Bir yıllık geçim kaynağı fındıkta umduğunu bulamayan  Karadenizli üretici, ikinci şoku yaşamama adına TMO’nun hemen alıma başlamasını bekliyor. Zira fındığın serbest piyasada 75-80 lira arasında işlem gördüğü belirtiliyor. 
Yani o bilindik firmalar hemen piyasada boy göstermeye başladı. Ürününü toplayıp bir an önce dönmek isteyen gurbetçiler, TMO’yu beklemeden fındığını resmi taban fiyatın altında tüccara satıyor. Yitiren kendisi oluyor. TMO üreticinin elindeki ürün tükenmeden alım sezonunu sonlandırmamalı. 
Her yıl aynı senaryo, her yıl aynı yazılar ve değerinin altından satılan fındık.

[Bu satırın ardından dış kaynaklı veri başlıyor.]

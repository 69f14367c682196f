//! The game engine: turn state machine and composition root.
//!
//! All mutable game state lives here: board, score, phase, mode, mark
//! assignment, move history, the strategist's RNG, and the pending
//! deferred computer move. Every transition is a method on
//! [`GameEngine`]; there is no ambient state.

use super::deferred::DeferredMove;
use super::invariants;
use super::rules;
use super::score::ScoreBoard;
use super::strategist;
use crate::engine::types::{Board, BoardSize, GameStatus, Mark, Move, PlayMode, Square};
use rand::SeedableRng;
use rand::rngs::SmallRng;
use serde::{Deserialize, Serialize};
use std::time::Duration;
use tracing::{debug, info, instrument, warn};

/// Default cosmetic pause before the computer's move.
pub const DEFAULT_COMPUTER_DELAY: Duration = Duration::from_millis(500);

/// Internal phase of the turn state machine.
#[derive(Debug, Clone, Copy, PartialEq, Eq)]
enum Phase {
    /// Computer mode: waiting for the human to pick a mark.
    ChoosingMark,
    /// A round is underway.
    Playing {
        /// The mark that moves next.
        to_move: Mark,
    },
    /// A round ended with a winner. The board stays populated until a
    /// reset.
    Over {
        /// The mark that completed a triple.
        winner: Mark,
    },
}

/// Which mark each side controls during a computer-mode match.
#[derive(Debug, Clone, Copy, PartialEq, Eq, Serialize, Deserialize)]
pub struct MarkAssignment {
    /// The mark the human chose.
    pub human: Mark,
    /// The mark left to the computer.
    pub computer: Mark,
}

/// Why a submitted move changed nothing.
#[derive(
    Debug, Clone, Copy, PartialEq, Eq, derive_more::Display, Serialize, Deserialize,
)]
#[serde(rename_all = "snake_case")]
pub enum IgnoreReason {
    /// The cell index is off the board.
    #[display("Cell index is off the board")]
    OutOfBounds,
    /// The square is already occupied.
    #[display("Square is already occupied")]
    SquareOccupied,
    /// The round already has a winner.
    #[display("Round is already over")]
    RoundOver,
    /// The human has not picked a mark yet.
    #[display("Mark choice is still pending")]
    MarkChoicePending,
    /// The computer acts next; human input waits.
    #[display("It is the computer's turn")]
    ComputersTurn,
    /// The computer-move ticket no longer matches the engine state.
    #[display("Computer-move ticket is stale")]
    StaleTicket,
}

/// Result of submitting a move.
///
/// Rejections are values, not errors: an ignored move leaves the engine
/// byte-for-byte unchanged and nothing panics or halts.
#[derive(Debug, Clone, Copy, PartialEq, Eq)]
pub enum MoveOutcome {
    /// The move was applied; the status it produced. A `Draw` here
    /// means the board has already been replaced for the next round,
    /// score untouched.
    Applied(GameStatus),
    /// The move was a no-op.
    Ignored(IgnoreReason),
}

impl MoveOutcome {
    /// True if the move changed the board.
    pub fn applied(&self) -> bool {
        matches!(self, MoveOutcome::Applied(_))
    }
}

/// Serializable view of engine state for presentation layers.
#[derive(Debug, Clone, Serialize, Deserialize)]
pub struct GameSnapshot {
    /// Board side length.
    pub size: usize,
    /// All squares in row-major order.
    pub squares: Vec<Square>,
    /// Derived status.
    pub status: GameStatus,
    /// Win tallies.
    pub score: ScoreBoard,
    /// Current play mode.
    pub mode: PlayMode,
    /// True while the engine waits for the human's mark choice.
    pub mark_choice_pending: bool,
}

/// The engine owning all mutable game state.
#[derive(Debug, Clone)]
pub struct GameEngine {
    size: BoardSize,
    board: Board,
    phase: Phase,
    mode: PlayMode,
    assignment: Option<MarkAssignment>,
    score: ScoreBoard,
    history: Vec<Move>,
    rng: SmallRng,
    computer_delay: Duration,
    generation: u64,
    pending: Option<DeferredMove>,
}

impl GameEngine {
    /// Creates an engine for two-human play on a board of the given
    /// size, with fresh RNG entropy for the computer opponent.
    #[instrument]
    pub fn new(size: BoardSize) -> Self {
        Self::build(size, SmallRng::from_os_rng())
    }

    /// Creates an engine with a seeded RNG, so the computer's random
    /// fallback moves are deterministic.
    #[instrument]
    pub fn with_seed(size: BoardSize, seed: u64) -> Self {
        Self::build(size, SmallRng::seed_from_u64(seed))
    }

    fn build(size: BoardSize, rng: SmallRng) -> Self {
        info!(size = size.get(), "Creating game engine");
        Self {
            size,
            board: Board::new(size),
            phase: Phase::Playing { to_move: Mark::X },
            mode: PlayMode::HumanVsHuman,
            assignment: None,
            score: ScoreBoard::new(),
            history: Vec::new(),
            rng,
            computer_delay: DEFAULT_COMPUTER_DELAY,
            generation: 0,
            pending: None,
        }
    }

    /// Overrides the cosmetic pause before computer moves.
    pub fn set_computer_delay(&mut self, delay: Duration) {
        self.computer_delay = delay;
    }

    // ─────────────────────────────────────────────────────────────
    //  Inputs
    // ─────────────────────────────────────────────────────────────

    /// Submits a human move at `cell`.
    ///
    /// Ignored without state change when the cell is off the board or
    /// occupied, the round is over, the mark choice is pending, or the
    /// computer acts next.
    #[instrument(skip(self))]
    pub fn apply_move(&mut self, cell: usize) -> MoveOutcome {
        let to_move = match self.phase {
            Phase::ChoosingMark => {
                debug!("Move ignored: mark choice pending");
                return MoveOutcome::Ignored(IgnoreReason::MarkChoicePending);
            }
            Phase::Over { .. } => {
                debug!("Move ignored: round over");
                return MoveOutcome::Ignored(IgnoreReason::RoundOver);
            }
            Phase::Playing { to_move } => to_move,
        };

        if let Some(assignment) = self.assignment {
            if self.mode == PlayMode::HumanVsComputer && to_move == assignment.computer {
                debug!("Move ignored: computer acts next");
                return MoveOutcome::Ignored(IgnoreReason::ComputersTurn);
            }
        }

        self.place(cell, to_move)
    }

    /// Binds the human to `mark` for this match; the computer takes the
    /// other. Meaningful only while the choice is pending; otherwise a
    /// no-op returning `false`.
    #[instrument(skip(self))]
    pub fn choose_mark(&mut self, mark: Mark) -> bool {
        if self.phase != Phase::ChoosingMark {
            debug!("Mark choice ignored: no choice pending");
            return false;
        }

        self.assignment = Some(MarkAssignment {
            human: mark,
            computer: mark.opponent(),
        });
        self.bump_generation();
        self.phase = Phase::Playing { to_move: Mark::X };
        info!(human = %mark, computer = %mark.opponent(), "Marks assigned");
        self.schedule_computer_if_due();
        true
    }

    /// Fires a previously issued computer-move ticket.
    ///
    /// A stale ticket (any state transition happened since it was
    /// issued) is a no-op, so a deferred move can never land on a
    /// replaced board or a finished round.
    #[instrument(skip(self))]
    pub fn play_deferred(&mut self, ticket: DeferredMove) -> MoveOutcome {
        if self.pending != Some(ticket) || ticket.generation() != self.generation {
            debug!("Stale computer-move ticket ignored");
            return MoveOutcome::Ignored(IgnoreReason::StaleTicket);
        }

        let computer = match (self.phase, self.assignment) {
            (Phase::Playing { to_move }, Some(assignment))
                if to_move == assignment.computer =>
            {
                assignment.computer
            }
            _ => {
                self.pending = None;
                debug!("Computer-move ticket no longer applicable");
                return MoveOutcome::Ignored(IgnoreReason::StaleTicket);
            }
        };

        self.pending = None;
        match strategist::choose_move(&self.board, computer, &mut self.rng) {
            Some(cell) => self.place(cell, computer),
            None => {
                warn!("No empty square left for the computer");
                MoveOutcome::Ignored(IgnoreReason::RoundOver)
            }
        }
    }

    /// Clears the board for a fresh round, keeping the score. In
    /// computer mode the mark choice is re-solicited.
    #[instrument(skip(self))]
    pub fn reset_board_only(&mut self) {
        info!("Resetting board");
        self.reset_board(true);
    }

    /// "New game": clears board and score.
    #[instrument(skip(self))]
    pub fn reset_game_and_score(&mut self) {
        info!("Resetting game and score");
        self.score.reset();
        self.reset_board(true);
    }

    /// Switches between two-human and vs-computer play. Always starts a
    /// fresh match: board and score cleared, assignment dropped.
    #[instrument(skip(self))]
    pub fn toggle_play_mode(&mut self) {
        self.mode = match self.mode {
            PlayMode::HumanVsHuman => PlayMode::HumanVsComputer,
            PlayMode::HumanVsComputer => PlayMode::HumanVsHuman,
        };
        info!(mode = ?self.mode, "Play mode toggled");
        self.score.reset();
        self.reset_board(true);
    }

    /// Replaces the board at a new size. Starts a fresh match: score
    /// zeroed and, in computer mode, the mark choice re-solicited.
    #[instrument(skip(self, size), fields(size = size.get()))]
    pub fn change_board_size(&mut self, size: BoardSize) {
        info!(size = size.get(), "Changing board size");
        self.size = size;
        self.score.reset();
        self.reset_board(true);
    }

    // ─────────────────────────────────────────────────────────────
    //  Queries
    // ─────────────────────────────────────────────────────────────

    /// Returns the board.
    pub fn board(&self) -> &Board {
        &self.board
    }

    /// Returns the current play mode.
    pub fn mode(&self) -> PlayMode {
        self.mode
    }

    /// Returns the win tallies.
    pub fn score(&self) -> &ScoreBoard {
        &self.score
    }

    /// Returns the current round's move history.
    pub fn history(&self) -> &[Move] {
        &self.history
    }

    /// Returns the mark assignment, once chosen.
    pub fn mark_assignment(&self) -> Option<MarkAssignment> {
        self.assignment
    }

    /// True while the engine waits for the human's mark choice.
    pub fn mark_choice_pending(&self) -> bool {
        self.phase == Phase::ChoosingMark
    }

    /// Returns the pending computer-move ticket, if one is scheduled.
    pub fn pending_computer_move(&self) -> Option<DeferredMove> {
        self.pending
    }

    /// Current status, derived on demand from board and turn.
    pub fn status(&self) -> GameStatus {
        if let Some(winner) = rules::check_winner(&self.board) {
            return GameStatus::Won(winner);
        }
        if rules::is_full(&self.board) {
            return GameStatus::Draw;
        }
        match self.phase {
            Phase::Playing { to_move } => GameStatus::InProgress(to_move),
            // X always opens, so this is what the first move will be.
            Phase::ChoosingMark => GameStatus::InProgress(Mark::X),
            Phase::Over { winner } => GameStatus::Won(winner),
        }
    }

    /// Returns a serializable view of the engine state.
    pub fn snapshot(&self) -> GameSnapshot {
        GameSnapshot {
            size: self.board.size(),
            squares: self.board.squares().to_vec(),
            status: self.status(),
            score: self.score,
            mode: self.mode,
            mark_choice_pending: self.mark_choice_pending(),
        }
    }

    // ─────────────────────────────────────────────────────────────
    //  Internals
    // ─────────────────────────────────────────────────────────────

    /// Applies an in-turn move; shared by the human and computer paths.
    fn place(&mut self, cell: usize, mark: Mark) -> MoveOutcome {
        if cell >= self.board.cell_count() {
            debug!(cell, "Move ignored: off the board");
            return MoveOutcome::Ignored(IgnoreReason::OutOfBounds);
        }
        if !self.board.is_empty(cell) {
            debug!(cell, "Move ignored: square occupied");
            return MoveOutcome::Ignored(IgnoreReason::SquareOccupied);
        }

        self.board.set(cell, Square::Occupied(mark));
        self.history.push(Move::new(mark, cell));
        self.bump_generation();

        let status = if let Some(winner) = rules::check_winner(&self.board) {
            self.score.record_win(winner);
            self.phase = Phase::Over { winner };
            info!(winner = %winner, "Round won");
            GameStatus::Won(winner)
        } else if rules::is_full(&self.board) {
            // A draw never parks on a terminal screen: the next round
            // starts at once, score and assignment untouched.
            info!("Round drawn, starting the next round");
            self.reset_board(false);
            GameStatus::Draw
        } else {
            let next = mark.opponent();
            self.phase = Phase::Playing { to_move: next };
            self.schedule_computer_if_due();
            GameStatus::InProgress(next)
        };

        invariants::assert_invariants(self);
        MoveOutcome::Applied(status)
    }

    /// Replaces the board and restarts the round.
    ///
    /// Explicit resets re-enter the mark choice in computer mode; the
    /// automatic draw reset keeps the assignment and rolls straight
    /// into the next round.
    fn reset_board(&mut self, explicit: bool) {
        self.board = Board::new(self.size);
        self.history.clear();
        self.bump_generation();

        if explicit && self.mode == PlayMode::HumanVsComputer {
            self.assignment = None;
            self.phase = Phase::ChoosingMark;
        } else {
            self.phase = Phase::Playing { to_move: Mark::X };
            self.schedule_computer_if_due();
        }
    }

    /// Invalidates any held ticket and cancels the pending one.
    fn bump_generation(&mut self) {
        self.generation += 1;
        self.pending = None;
    }

    /// Issues a deferred-move ticket when the computer acts next.
    fn schedule_computer_if_due(&mut self) {
        if self.mode != PlayMode::HumanVsComputer {
            return;
        }
        let Some(assignment) = self.assignment else {
            return;
        };
        if let Phase::Playing { to_move } = self.phase {
            if to_move == assignment.computer {
                let ticket = DeferredMove::new(self.generation, self.computer_delay);
                debug!(generation = self.generation, "Scheduling computer move");
                self.pending = Some(ticket);
            }
        }
    }
}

Dünya fındığının yüzde 70’ini üretmemize karşın, hala uluslararası piyasada söz sahibi değiliz. Ülkemizde de faaliyet gösteren tekel firmalar ne derse o oluyor. Kısıtlı sayıda ülkede, en çok da Türkiye’de üretilmesine rağmen fındıkta çok az dış satım geliri sağlanıyor. Fındık dış satımından yılda 2 milyar doları aşkın gelir elde ediyoruz. Uzun süredir bu rakamın çok yukarısına çıkamadık. Akıllı politika ile fındıktan 2 milyar doların çok  üzerinde gelir elde etmemiz olası.  Üretimde dünya birincisi isek dış satım ve gelir de tepede olmalıyız.
Başta çikolata olmak üzere gıda sanayinin temel girdisi olan Türk fındığı lezizliğinden ötürü öncelikle tercih ediliyor. Her daim Türk fındığı, İtalya, İspanya, Gürcistan ve ABD’de yetişenden önde. Böylesi bir konumu avantaja çevirmek zorundayız.
Tabii üreticiye de görev düşüyor dünya fındık piyasasında söz sahibi olabilmek için. Ağaçlar oldukça yaşlı ve bakıma muhtaç. Çiftçi ekmek teknesi bahçeye ve ağacına gözü gibi bakmalı.  “Bakarsan bağ olur, bakmazsan dağ olur” misali...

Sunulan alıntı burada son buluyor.